Racing History For Sale
Since its professional retirement, this Bob Sharp/Paul Newman 200SX has traded hands, the most recent transaction occurring in early 2014. Vincent Bedini of Bedini Motorsports in Connecticut sold the 200SX to celebrity, Adam Carolla, a classic car enthusiast, Paul Newman fan and enthusiast racer. Bedini owned the 200SX for a number of years, so before the sale was completed, he refreshed the engine, suspension and brakes before rolling the S10 onto a transport bound for Southern California.
Under a Racecar’s Skin
So what is this racecar made of? Outwardly, the S10 chassis features a host of Bob Sharp Racing custom fiberglass pieces for weight reduction and enhanced aerodynamics. Inside the cabin, a custom roll cage provides a protective endoskeleton for the driver. A bucket seat and harnesses by Sparco secure the driver in place, while a Sparco steering wheel transfers steering commands to the front wheels. The custom dash panel houses a host of gauges by SW and Jones Motorola.
The Power to Pull
Moving on to the engine bay, a look under the fiberglass hood reveals the 2.0-liter L20B engine. The nearly square (85mm x 86mm) bore and stroke dimensions remain unchanged. However, a new set of pistons raised the compression from 8.5-to-1 up to 10.0-to-1. For improved fuel delivery and aspiration, Solex 50mm twin-choke carburetors sourced from the Datsun competition catalog replaced the factory units on the cylinder head. To ignite the higher compression air/fuel mixture, a Mallory ignition coil sends spark energy through a set of MSD spark plug wires to a quartet of Champion spark plugs. The improved ignition components work with the higher-compression pistons to raise the horsepower output to an estimated 200hp.

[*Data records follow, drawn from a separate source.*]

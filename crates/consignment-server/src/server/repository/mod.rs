//! Storage abstraction for consignment records.
//!
//! The service talks to storage only through the [`Repository`] trait, which
//! is generic over the record type. Records are treated as opaque values: a
//! repository never inspects the fields of what it stores.
//!
//! ## Structure
//!
//! - [`memory`] - Process-local store backed by a mutex-guarded `Vec`.

pub mod memory;

pub use memory::InMemoryRepository;

use consignment_core::Result;

/// An append-only, insertion-ordered store of records.
///
/// Implementations must be safe to share across tasks: tonic dispatches each
/// call on its own task, so `create` and `get_all` may run concurrently.
pub trait Repository<T>: Send + Sync {
    /// Appends `record` to the end of the store and returns the stored value.
    ///
    /// Once this returns `Ok`, the record is visible to every later
    /// [`get_all`](Repository::get_all).
    ///
    /// # Errors
    ///
    /// Returns [`consignment_core::Error`] if the record was refused or could
    /// not be written. Nothing is stored in that case.
    fn create(&self, record: T) -> Result<T>;

    /// Returns a snapshot of every stored record in insertion order.
    ///
    /// An empty store yields an empty `Vec`; this never fails.
    fn get_all(&self) -> Vec<T>;

    /// Number of stored records.
    fn len(&self) -> usize;

    fn is_empty(&self) -> bool {
        self.len() == 0
    }
}
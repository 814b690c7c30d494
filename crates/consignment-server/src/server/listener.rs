//! Server assembly shared by the binary, the integration tests, and the
//! benchmarks.
//!
//! [`run_server_with_incoming`] wires the shipping service together with the
//! gRPC health and reflection services behind a CORS + gRPC-Web layer, then
//! serves connections from any listener stream until `signal` resolves.

use crate::server::{
    repository::Repository,
    service::{ConsignmentService, build_shipping_service},
};
use consignment_core::proto::{
    Consignment, FILE_DESCRIPTOR_SET, shipping_service_server::ShippingServiceServer,
};
use futures::Stream;
use std::future::Future;
use tokio::io::{AsyncRead, AsyncWrite};
use tonic::transport::{Server, server::Connected};
use tonic_reflection::server::Builder;
use tonic_web::GrpcWebLayer;
use tower::ServiceBuilder;
use tower_http::cors::{Any, CorsLayer};

/// Serves the shipping API on `incoming` until `signal` completes.
///
/// The health service reports `SERVING` for `consignment.ShippingService`
/// while connections are accepted and flips to `NOT_SERVING` as soon as the
/// shutdown signal fires, before in-flight calls drain.
///
/// # Errors
///
/// Fails if the reflection service cannot be built or the transport errors.
pub async fn run_server_with_incoming<R, I, IO, IE, F>(
    service: ConsignmentService<R>,
    incoming: I,
    signal: F,
) -> anyhow::Result<()>
where
    R: Repository<Consignment> + 'static,
    I: Stream<Item = Result<IO, IE>>,
    IO: AsyncRead + AsyncWrite + Connected + Unpin + Send + 'static,
    IE: Into<tower::BoxError>,
    F: Future<Output = ()>,
{
    let (health_reporter, health_service) = tonic_health::server::health_reporter();
    health_reporter
        .set_serving::<ShippingServiceServer<ConsignmentService<R>>>()
        .await;

    let reflection = Builder::configure()
        .register_encoded_file_descriptor_set(FILE_DESCRIPTOR_SET)
        .build_v1()?;

    let shutdown = async move {
        signal.await;
        tracing::info!("Shutdown signal received, terminating gracefully...");
        health_reporter
            .set_not_serving::<ShippingServiceServer<ConsignmentService<R>>>()
            .await;
    };

    Server::builder()
        .accept_http1(true)
        .layer(
            ServiceBuilder::new()
                .layer(
                    CorsLayer::new()
                        .allow_origin(Any)
                        .allow_methods(Any)
                        .allow_headers(Any),
                )
                .layer(GrpcWebLayer::new()),
        )
        .add_service(health_service)
        .add_service(reflection)
        .add_service(build_shipping_service(service))
        .serve_with_incoming_shutdown(incoming, shutdown)
        .await?;

    tracing::info!("Service shut down successfully");
    Ok(())
}
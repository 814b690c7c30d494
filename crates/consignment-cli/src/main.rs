use anyhow::Context;
use clap::Parser;
use consignment_core::proto::{
    Consignment, GetRequest, shipping_service_client::ShippingServiceClient,
};
use std::path::{Path, PathBuf};
use tonic::{codec::CompressionEncoding, transport::Channel};
use tracing_subscriber::EnvFilter;

/// Submits a consignment read from a JSON file, then lists everything the
/// server has stored.
#[derive(Parser, Debug)]
#[command(
    name = "consignment-cli",
    version,
    about = "Client for the consignment shipping service"
)]
struct CliArgs {
    /// JSON file describing the consignment to create.
    #[arg(default_value = "consignment.json")]
    file: PathBuf,

    /// URL of the shipping service.
    ///
    /// Environment variable: `SERVER_URL`
    #[arg(long, env = "SERVER_URL", default_value_t = String::from("http://127.0.0.1:50051"))]
    server_url: String,
}

#[tokio::main(flavor = "multi_thread")]
async fn main() -> anyhow::Result<()> {
    let _ = dotenvy::dotenv();
    tracing_subscriber::fmt()
        .with_env_filter(EnvFilter::try_from_default_env().unwrap_or_else(|_| "info".into()))
        .with_target(false)
        .init();

    let args = CliArgs::parse();
    let consignment = read_consignment(&args.file).await?;

    let channel = Channel::from_shared(args.server_url.clone())
        .with_context(|| format!("invalid server URL `{}`", args.server_url))?
        .connect()
        .await
        .with_context(|| format!("failed to connect to {}", args.server_url))?;
    let mut client = ShippingServiceClient::new(channel)
        .send_compressed(CompressionEncoding::Zstd)
        .accept_compressed(CompressionEncoding::Zstd);

    let created = client
        .create_consignment(consignment)
        .await
        .context("CreateConsignment failed")?
        .into_inner();
    tracing::info!(created = created.created, "Created: {:?}", created.consignment);

    let listed = client
        .get_consignments(GetRequest {})
        .await
        .context("GetConsignments failed")?
        .into_inner();
    tracing::info!("{} consignment(s) stored", listed.consignments.len());
    for c in &listed.consignments {
        println!("{}", serde_json::to_string(c)?);
    }

    Ok(())
}

async fn read_consignment(path: &Path) -> anyhow::Result<Consignment> {
    let raw = tokio::fs::read_to_string(path)
        .await
        .with_context(|| format!("failed to read {}", path.display()))?;
    parse_consignment(&raw).with_context(|| format!("invalid consignment in {}", path.display()))
}

fn parse_consignment(raw: &str) -> serde_json::Result<Consignment> {
    serde_json::from_str(raw)
}

#[cfg(test)]
mod tests {
    use super::*;

    #[test]
    fn parses_full_document() {
        let c = parse_consignment(include_str!("../consignment.json")).unwrap();
        assert_eq!(c.id, "C1");
        assert_eq!(c.weight, 550);
        assert_eq!(c.vessel_id, "vessel001");
        assert_eq!(c.containers.len(), 1);
        assert_eq!(c.containers[0].origin, "Manchester, United Kingdom");
        // Omitted in the document.
        assert_eq!(c.containers[0].id, "");
    }

    #[test]
    fn missing_fields_take_defaults() {
        let c = parse_consignment(r#"{"id":"C2","weight":200}"#).unwrap();
        assert_eq!(
            c,
            Consignment {
                id: "C2".to_string(),
                weight: 200,
                ..Default::default()
            }
        );
    }

    #[test]
    fn wrong_field_type_is_an_error() {
        assert!(parse_consignment(r#"{"weight":"heavy"}"#).is_err());
    }
}
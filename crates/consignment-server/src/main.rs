use clap::Parser;
use consignment_server::server::{
    config::{CliArgs, ServerConfig},
    listener::run_server_with_incoming,
    repository::InMemoryRepository,
    service::ConsignmentService,
    telemetry::{init_telemetry, shutdown_telemetry},
};
use tokio::net::TcpListener;
use tokio::signal;
use tokio_stream::wrappers::TcpListenerStream;

// Using mimalloc for better performance under contention, especially in musl
// environments.
#[global_allocator]
static GLOBAL: mimalloc::MiMalloc = mimalloc::MiMalloc;

#[tokio::main]
async fn main() -> anyhow::Result<()> {
    // Load from .env
    let _ = dotenvy::dotenv();
    let args = CliArgs::parse();
    let config = ServerConfig::try_from(args)?;

    let providers = init_telemetry()?;

    // The store lives exactly as long as the server.
    let service: ConsignmentService = ConsignmentService::new(InMemoryRepository::new());

    let res = if config.uds {
        #[cfg(unix)]
        {
            use tokio::net::UnixListener;
            use tokio_stream::wrappers::UnixListenerStream;
            let uds_path = config.server_addr.clone();
            let uds = UnixListener::bind(&uds_path)?;
            let incoming = UnixListenerStream::new(uds);
            log_startup_info(&uds_path, &config);
            let res = run_server_with_incoming(service, incoming, shutdown_signal()).await;
            // Best effort: a panic can still leave the socket file behind.
            let _ = std::fs::remove_file(&uds_path);
            res
        }
        #[cfg(not(unix))]
        {
            anyhow::bail!("Unix domain sockets are not supported on this platform");
        }
    } else {
        let tcp_path = config.server_addr.clone();
        let tcp = TcpListener::bind(&tcp_path).await?;
        let incoming = TcpListenerStream::new(tcp);
        log_startup_info(&tcp_path, &config);
        run_server_with_incoming(service, incoming, shutdown_signal()).await
    };

    shutdown_telemetry(providers);
    res
}

fn log_startup_info(addr: &str, config: &ServerConfig) {
    if cfg!(debug_assertions) {
        tracing::info!(
            "Starting consignment service on {} with full config: {:#?}",
            addr,
            config
        );
    } else {
        tracing::info!("Starting consignment service on {}", addr);
    }
}

async fn shutdown_signal() {
    #[cfg(unix)]
    let terminate = async {
        match signal::unix::signal(signal::unix::SignalKind::terminate()) {
            Ok(mut stream) => {
                stream.recv().await;
            }
            Err(e) => {
                tracing::error!("Failed to install SIGTERM handler: {}", e);
                std::future::pending::<()>().await;
            }
        }
    };

    #[cfg(not(unix))]
    let terminate = std::future::pending::<()>();

    let ctrl_c = async {
        if let Err(e) = signal::ctrl_c().await {
            tracing::error!("Failed to install Ctrl+C handler: {}", e);
            std::future::pending::<()>().await;
        }
    };

    tokio::select! {
        () = ctrl_c => {
            tracing::info!("Received Ctrl+C signal");
        },
        () = terminate => {
            tracing::info!("Received SIGTERM signal");
        },
    }
}
//! gRPC service implementation for storing and listing consignments.
//!
//! This module defines [`ConsignmentService`], the concrete implementation of
//! the `ShippingService` gRPC service defined in the protobuf schema. It is a
//! thin adapter: every call is forwarded to a [`Repository`] and the result is
//! wrapped in a `Response` envelope.
//!
//! ## Responsibilities
//!
//! - Forward `CreateConsignment` to [`Repository::create`] and echo the stored
//!   record.
//! - Forward `GetConsignments` to [`Repository::get_all`].
//! - Surface repository errors to the caller as gRPC statuses.

use crate::server::{
    repository::{InMemoryRepository, Repository},
    service::envelope,
    telemetry::{
        increment_consignments_created, increment_create_errors, increment_create_requests,
        increment_list_requests, record_list_size, record_request_duration,
    },
};
use consignment_core::proto::{
    self, Consignment, GetRequest,
    shipping_service_server::{ShippingService, ShippingServiceServer},
};
use std::sync::Arc;
use std::time::Instant;
use tonic::{Request, Response, Status, codec::CompressionEncoding};

/// gRPC façade over a consignment [`Repository`].
///
/// The repository is shared behind an [`Arc`], so clones of the service (one
/// per connection, as tonic requires) all read and write the same store.
pub struct ConsignmentService<R = InMemoryRepository<Consignment>> {
    repository: Arc<R>,
}

impl<R> ConsignmentService<R>
where
    R: Repository<Consignment>,
{
    /// Creates a service that owns `repository` for the rest of its lifetime.
    pub fn new(repository: R) -> Self {
        Self {
            repository: Arc::new(repository),
        }
    }

    /// The store backing this service.
    pub fn repository(&self) -> &R {
        &self.repository
    }
}

impl<R> Clone for ConsignmentService<R> {
    fn clone(&self) -> Self {
        Self {
            repository: Arc::clone(&self.repository),
        }
    }
}

#[tonic::async_trait]
impl<R> ShippingService for ConsignmentService<R>
where
    R: Repository<Consignment> + 'static,
{
    /// Stores the submitted consignment and echoes it back.
    ///
    /// No validation happens here; whatever the repository accepts is stored
    /// as-is. A repository error fails the call with no partial response.
    #[tracing::instrument(skip_all)]
    async fn create_consignment(
        &self,
        req: Request<Consignment>,
    ) -> Result<Response<proto::Response>, Status> {
        let start = Instant::now();
        increment_create_requests();

        let result = self.repository.create(req.into_inner());
        record_request_duration("create", start.elapsed().as_secs_f64() * 1000.0);

        let stored = result.map_err(|e| {
            increment_create_errors();
            tracing::warn!("Create failed: {}", e);
            Status::from(e)
        })?;

        increment_consignments_created();
        tracing::debug!(stored = self.repository.len(), "Consignment stored");

        Ok(Response::new(envelope::created(stored)))
    }

    /// Returns every stored consignment in insertion order.
    #[tracing::instrument(skip_all)]
    async fn get_consignments(
        &self,
        _req: Request<GetRequest>,
    ) -> Result<Response<proto::Response>, Status> {
        let start = Instant::now();
        increment_list_requests();

        let consignments = self.repository.get_all();

        record_list_size(consignments.len() as f64);
        record_request_duration("list", start.elapsed().as_secs_f64() * 1000.0);
        tracing::debug!(count = consignments.len(), "Listing consignments");

        Ok(Response::new(envelope::listing(consignments)))
    }
}

/// Wraps `service` in the generated tonic server with compression enabled in
/// both directions.
pub fn build_shipping_service<R>(
    service: ConsignmentService<R>,
) -> ShippingServiceServer<ConsignmentService<R>>
where
    R: Repository<Consignment> + 'static,
{
    ShippingServiceServer::new(service)
        .send_compressed(CompressionEncoding::Zstd)
        .send_compressed(CompressionEncoding::Gzip)
        .send_compressed(CompressionEncoding::Deflate)
        .accept_compressed(CompressionEncoding::Zstd)
        .accept_compressed(CompressionEncoding::Gzip)
        .accept_compressed(CompressionEncoding::Deflate)
}
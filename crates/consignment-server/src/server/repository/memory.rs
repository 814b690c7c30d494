use super::Repository;
use consignment_core::Result;
use parking_lot::Mutex;

/// A process-local [`Repository`] holding records in a `Vec`.
///
/// The vector is guarded by a [`Mutex`] held for exactly one append or one
/// snapshot copy, so concurrent writers never lose updates and readers never
/// observe a partially written vector. Nothing survives a restart.
#[derive(Debug)]
pub struct InMemoryRepository<T> {
    records: Mutex<Vec<T>>,
}

impl<T> InMemoryRepository<T> {
    pub fn new() -> Self {
        Self {
            records: Mutex::new(Vec::new()),
        }
    }
}

impl<T> Default for InMemoryRepository<T> {
    fn default() -> Self {
        Self::new()
    }
}

impl<T> Repository<T> for InMemoryRepository<T>
where
    T: Clone + Send,
{
    fn create(&self, record: T) -> Result<T> {
        self.records.lock().push(record.clone());
        Ok(record)
    }

    fn get_all(&self) -> Vec<T> {
        self.records.lock().clone()
    }

    fn len(&self) -> usize {
        self.records.lock().len()
    }
}
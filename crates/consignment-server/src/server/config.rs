use anyhow::{Context, bail};
use clap::Parser;
use std::net::SocketAddr;

/// Runtime configuration for the `consignment-server` binary.
///
/// Values are parsed from CLI arguments or environment variables (a `.env`
/// file is loaded first, if present).
#[derive(Parser, Debug, Clone)]
#[command(
    name = "consignment-server",
    version,
    about = "A gRPC service for storing and listing shipment consignments"
)]
pub struct CliArgs {
    /// Address to listen on (TCP or Unix socket path; use --uds for Unix socket).
    ///
    /// Example: "0.0.0.0:50051" or "/tmp/consignment.sock"
    ///
    /// Environment variable: `SERVER_ADDR`
    #[arg(long, env = "SERVER_ADDR", default_value_t = String::from("0.0.0.0:50051"))]
    pub server_addr: String,

    /// Listen on a Unix socket instead of TCP. If set, `SERVER_ADDR` must be a file path.
    #[arg(short, long, default_value_t = false)]
    pub uds: bool,
}

#[derive(Debug, Clone)]
pub struct ServerConfig {
    pub server_addr: String,
    pub uds: bool,
}

impl TryFrom<CliArgs> for ServerConfig {
    type Error = anyhow::Error;

    fn try_from(args: CliArgs) -> Result<Self, Self::Error> {
        let server_addr = args.server_addr.trim().to_string();

        if server_addr.is_empty() {
            bail!("SERVER_ADDR must not be empty");
        }

        if !args.uds {
            server_addr
                .parse::<SocketAddr>()
                .with_context(|| format!("SERVER_ADDR ({server_addr}) is not a valid host:port"))?;
        }

        Ok(Self {
            server_addr,
            uds: args.uds,
        })
    }
}
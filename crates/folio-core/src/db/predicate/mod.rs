//! Module: predicate
//! Responsibility: filter expressions, their compilation against the schema, and evaluation.
//! Does not own: storage access; adapters evaluate predicates over their own rows.
//! Boundary: `compile` is the only way from caller filters to adapter predicates.

mod cache;
mod compile;
mod filter;
mod fingerprint;
mod model;
mod runtime;
pub(crate) mod semantics;

#[cfg(test)]
mod tests;

use crate::{error::ErrorKind, model::SchemaError};
use thiserror::Error as ThisError;

pub use cache::PredicateCache;
pub use compile::compile;
pub use filter::{FilterNode, FilterOp};
pub use fingerprint::fingerprint;
pub use model::{ComparePredicate, FieldKind, FieldPath, Operand, PathHop, Predicate};
pub use runtime::{NoLookup, ReferenceLookup};

///
/// FilterError
///

#[derive(Clone, Debug, Eq, PartialEq, ThisError)]
pub enum FilterError {
    #[error(transparent)]
    Schema(#[from] SchemaError),

    #[error(transparent)]
    Operator(#[from] OperatorError),
}

impl FilterError {
    #[must_use]
    pub const fn kind(&self) -> ErrorKind {
        match self {
            Self::Schema(_) => ErrorKind::Schema,
            Self::Operator(_) => ErrorKind::Operator,
        }
    }
}

///
/// OperatorError
///
/// Operator or operand not valid for the attribute's value kind.
///

#[derive(Clone, Debug, Eq, PartialEq, ThisError)]
pub enum OperatorError {
    #[error("unknown operator '{0}'")]
    UnknownOperator(String),

    #[error("operator '{op}' is not supported on '{field}' ({kind})")]
    NotSupported {
        op: FilterOp,
        field: String,
        kind: &'static str,
    },

    #[error("operator '{op}' on '{field}' expects {expected}, found {found}")]
    OperandKind {
        op: FilterOp,
        field: String,
        expected: &'static str,
        found: &'static str,
    },

    #[error("'$between' on '{field}' has low > high")]
    InvalidRange { field: String },

    #[error("'{op}' requires at least one condition")]
    EmptyCombinator { op: &'static str },

    #[error("malformed filter: {0}")]
    Malformed(String),
}
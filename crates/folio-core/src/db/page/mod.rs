//! Module: page
//! Responsibility: offset/limit bounds and page metadata.
//! Does not own: fetching; adapters receive the resolved `PageWindow`.
//! Boundary: the orchestrator resolves one window per query before any fetch.


use crate::{config::PaginationConfig, value::Document};
use serde::Serialize;
use serde_json::{Value as JsonValue, json};
use thiserror::Error as ThisError;

///
/// PageError
///
/// Pagination bounds out of range after defaults are applied.
/// Oversized requests are clamped, never rejected.
///

#[derive(Clone, Debug, Eq, PartialEq, ThisError)]
pub enum PageError {
    #[error("page must be at least 1, got {0}")]
    Page(u32),

    #[error("page size must be at least 1")]
    PageSize,

    #[error("limit must be at least 1")]
    Limit,

    #[error("configured max page size must be at least 1")]
    MaxPageSize,
}

///
/// PageRequest
///
/// Unset members fall back to configured defaults.
///

#[derive(Clone, Copy, Debug, Eq, PartialEq)]
pub enum PageRequest {
    Page {
        page: Option<u32>,
        page_size: Option<u32>,
    },
    Offset {
        start: Option<u32>,
        limit: Option<u32>,
    },
}

impl PageRequest {
    #[must_use]
    pub const fn page(page: u32, page_size: u32) -> Self {
        Self::Page {
            page: Some(page),
            page_size: Some(page_size),
        }
    }

    #[must_use]
    pub const fn offset(start: u32, limit: u32) -> Self {
        Self::Offset {
            start: Some(start),
            limit: Some(limit),
        }
    }

    /// Resolve the request into fetch bounds.
    pub fn window(&self, config: &PaginationConfig) -> Result<PageWindow, PageError> {
        let max = config.max_page_size;
        if max < 1 {
            return Err(PageError::MaxPageSize);
        }
        let default = config.default_page_size.min(max);

        match *self {
            Self::Page { page, page_size } => {
                let page = page.unwrap_or(1);
                let page_size = page_size.unwrap_or(default).min(max);
                if page < 1 {
                    return Err(PageError::Page(page));
                }
                if page_size < 1 {
                    return Err(PageError::PageSize);
                }

                Ok(PageWindow {
                    start: u64::from(page - 1) * u64::from(page_size),
                    limit: page_size,
                    page,
                    page_size,
                })
            }
            Self::Offset { start, limit } => {
                let start = start.unwrap_or(0);
                let limit = limit.unwrap_or(default).min(max);
                if limit < 1 {
                    return Err(PageError::Limit);
                }

                Ok(PageWindow {
                    start: u64::from(start),
                    limit,
                    page: (start / limit).saturating_add(1),
                    page_size: limit,
                })
            }
        }
    }
}

impl Default for PageRequest {
    fn default() -> Self {
        Self::Page {
            page: None,
            page_size: None,
        }
    }
}

///
/// PageWindow
///

#[derive(Clone, Copy, Debug, Eq, PartialEq)]
pub struct PageWindow {
    pub start: u64,
    pub limit: u32,
    pub page: u32,
    pub page_size: u32,
}

impl PageWindow {
    /// Build the metadata block for `total` matching documents.
    #[must_use]
    pub fn meta(&self, total: u64) -> PageMeta {
        let page_count = if total == 0 {
            0
        } else {
            total.div_ceil(u64::from(self.page_size))
        };

        PageMeta {
            page: self.page,
            page_size: self.page_size,
            page_count,
            total,
        }
    }
}

/// Resolve `request` and build metadata for `total` in one step.
pub fn paginate(
    request: &PageRequest,
    config: &PaginationConfig,
    total: u64,
) -> Result<PageMeta, PageError> {
    Ok(request.window(config)?.meta(total))
}

///
/// PageMeta
///

#[derive(Clone, Copy, Debug, Eq, PartialEq, Serialize)]
#[serde(rename_all = "camelCase")]
pub struct PageMeta {
    pub page: u32,
    pub page_size: u32,
    pub page_count: u64,
    pub total: u64,
}

///
/// PageResult
///

#[derive(Clone, Debug, PartialEq, Serialize)]
pub struct PageResult<T> {
    pub data: Vec<T>,
    pub meta: PageMeta,
}

impl<T> PageResult<T> {
    #[must_use]
    pub const fn new(data: Vec<T>, meta: PageMeta) -> Self {
        Self { data, meta }
    }

    #[must_use]
    pub fn len(&self) -> usize {
        self.data.len()
    }

    #[must_use]
    pub fn is_empty(&self) -> bool {
        self.data.is_empty()
    }
}

impl PageResult<Document> {
    /// Response shape: `{ "data": [...], "meta": { "pagination": {...} } }`.
    #[must_use]
    pub fn to_json(&self) -> JsonValue {
        json!({
            "data": self.data.iter().map(Document::to_json).collect::<Vec<_>>(),
            "meta": { "pagination": self.meta },
        })
    }
}
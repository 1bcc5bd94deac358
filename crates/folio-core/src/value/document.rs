use crate::value::Value;
use derive_more::Deref;
use serde::{Deserialize, Serialize};
use std::{collections::BTreeMap, fmt};
use ulid::Ulid;

/// Attribute name to value mapping carried by every document.
pub type Fields = BTreeMap<String, Value>;

///
/// DocumentId
///
/// Stable document identifier. Independent of any adapter row key.
///

#[derive(Clone, Debug, Deref, Deserialize, Eq, Hash, Ord, PartialEq, PartialOrd, Serialize)]
#[serde(transparent)]
pub struct DocumentId(String);

impl DocumentId {
    #[must_use]
    pub fn new(id: impl Into<String>) -> Self {
        Self(id.into())
    }

    #[must_use]
    pub fn from_ulid(ulid: Ulid) -> Self {
        Self(ulid.to_string().to_ascii_lowercase())
    }

    #[must_use]
    pub fn as_str(&self) -> &str {
        &self.0
    }
}

impl fmt::Display for DocumentId {
    fn fmt(&self, f: &mut fmt::Formatter<'_>) -> fmt::Result {
        f.write_str(&self.0)
    }
}

impl From<&str> for DocumentId {
    fn from(value: &str) -> Self {
        Self(value.to_string())
    }
}

impl From<String> for DocumentId {
    fn from(value: String) -> Self {
        Self(value)
    }
}

impl From<&DocumentId> for DocumentId {
    fn from(value: &DocumentId) -> Self {
        value.clone()
    }
}

///
/// Status
///

#[derive(Clone, Copy, Debug, Deserialize, Eq, Hash, Ord, PartialEq, PartialOrd, Serialize)]
#[serde(rename_all = "lowercase")]
pub enum Status {
    Draft,
    Published,
}

impl Status {
    #[must_use]
    pub const fn as_str(self) -> &'static str {
        match self {
            Self::Draft => "draft",
            Self::Published => "published",
        }
    }
}

impl fmt::Display for Status {
    fn fmt(&self, f: &mut fmt::Formatter<'_>) -> fmt::Result {
        f.write_str(self.as_str())
    }
}

///
/// Document
///
/// One logical record of a document type (or one embedded component
/// instance inside a dynamic zone).
///

#[derive(Clone, Debug, PartialEq)]
pub struct Document {
    id: DocumentId,
    doc_type: String,
    status: Option<Status>,
    fields: Fields,
}

impl Document {
    #[must_use]
    pub fn new(doc_type: impl Into<String>, id: impl Into<DocumentId>) -> Self {
        Self {
            id: id.into(),
            doc_type: doc_type.into(),
            status: None,
            fields: Fields::new(),
        }
    }

    /// Builder-style field setter.
    #[must_use]
    pub fn with(mut self, name: impl Into<String>, value: impl Into<Value>) -> Self {
        self.fields.insert(name.into(), value.into());
        self
    }

    #[must_use]
    pub const fn with_status(mut self, status: Status) -> Self {
        self.status = Some(status);
        self
    }

    #[must_use]
    pub const fn id(&self) -> &DocumentId {
        &self.id
    }

    #[must_use]
    pub fn doc_type(&self) -> &str {
        &self.doc_type
    }

    #[must_use]
    pub const fn status(&self) -> Option<Status> {
        self.status
    }

    pub const fn set_status(&mut self, status: Option<Status>) {
        self.status = status;
    }

    #[must_use]
    pub const fn fields(&self) -> &Fields {
        &self.fields
    }

    pub const fn fields_mut(&mut self) -> &mut Fields {
        &mut self.fields
    }

    /// Read one stored attribute.
    #[must_use]
    pub fn get(&self, name: &str) -> Option<&Value> {
        self.fields.get(name)
    }

    /// Read one attribute as an owned value, including `documentId`.
    #[must_use]
    pub fn value_of(&self, name: &str) -> Option<Value> {
        if name == crate::model::DOCUMENT_ID {
            return Some(Value::Text(self.id.to_string()));
        }

        self.fields.get(name).cloned()
    }

    pub fn set(&mut self, name: impl Into<String>, value: impl Into<Value>) {
        self.fields.insert(name.into(), value.into());
    }

    pub fn get_mut(&mut self, name: &str) -> Option<&mut Value> {
        self.fields.get_mut(name)
    }

    /// Keep only the named attributes.
    pub fn retain_fields(&mut self, keep: impl Fn(&str) -> bool) {
        self.fields.retain(|name, _| keep(name));
    }

    #[must_use]
    pub fn into_fields(self) -> Fields {
        self.fields
    }
}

L20B Engine: Versatile Mill
The four-cylinder Datsun L20B engine (not to be confused with Datsun’s L20 inline 6-cylinder engine) debuted in the 1974 Datsun 610 and made its final appearance in 1985. Early versions of the engine produced 97hp and 102 lb-ft torque in the 200SX and 110hp and 112 lb-ft torque in the 610. Race configured L20B engines (like the one powering the Bob Sharp Racing 200SX) benefitted from Solex 50mm twin-choke carburetors that helped to nearly double the output of the 2.0-liter engine. Some non- USA versions of the L20B engine featured fuel injection and a switch to round exhaust ports. Numerous other variants of the L20B appeared in Datsun’s US cars and trucks, making it the most versatile engine thus far in the company’s US history.
Five on the Floor
Now producing double the factory output, efficiently transferring torque from the crank to the transmission required a better clutch than what was available in the 1970s. Therefore, a custom flywheel and Quarter Master clutch were bolted to the crankshaft to increase the torque capacity being applied to the input shaft of the factory five-speed manual transmission. The transmission sends torque to the rear end where it is split between the 13-inch Gotti 073S wheels mounted with Hoosier Street T.D. tires. Koni shocks absorb the bumps and help keep the Hoosiers pressed firmly to the pavement.
Back on the Track
Although his schedule has allowed him only a few opportunities to race the car, Carolla admits that this has become one of his favorite cars to race. The 200SX takes him back to the late 1970s and gives him an idea of what Paul Newman experienced when the car was newly built. He explained, “The 200SX is a momentum car, you have to drive consistently and precisely because the car doesn’t have a lot of horsepower to help make up for inconsistencies or errors. Making only 200-220hp with no turbocharger leaves you stranded if you blow a shift. You’d already be out of the running if that happens in a race. To me, this is a purer form of driving. To be competitive, you have to drive mistake-free. It didn’t take long for me to get used to this car, as it feels similar to the 610 and the 510 on the track. It also provides good visibility and is easy to transport. This was Paul Newman’s winningest car. Unfortunately, although he won the most races with this car, he didn’t win a championship with it.” After a brief racing career in the hands of American racing legends, this 200SX gets a second chance to hit the track while holding a treasured spot in Carolla’s garage.
Race Day Warrior
Adam Carolla has raced at several venues geared toward the classics, including the Coronado Speed Festival and the Rolex Monterey Motorsports Reunion. Carolla goes on to describe his racing experiences, stating “I got bitten by the racing bug at the Toyota Pro/Celebrity Race held during the Long Beach Grand Prix week. The HPDE training I received at Willow Springs gave me a foundation to race on. I was the celebrity winner in 2012 and the pro winner in 2013. Once I started buying the vintage racecars that I admired in my youth, I began seeking racing venues where they’d fit in well. Coronado and Monterey offered vintage and classic car races that were a proper fit. The Coronado Speed Festival is a rough track. I only got to run in two heats at Coronado, so I didn’t get much seat time before competing. At the Rolex Monterey Motorsports Reunion (held at Mazda Raceway Laguna Seca) it was a similar situation. I’d get in a practice session, run in qualifying, then race. I don’t even have the free time to go to open track days, which pretty much leaves me with little opportunity for seat time other than the heat of competition. But I savor whatever chances I can get behind the wheel.”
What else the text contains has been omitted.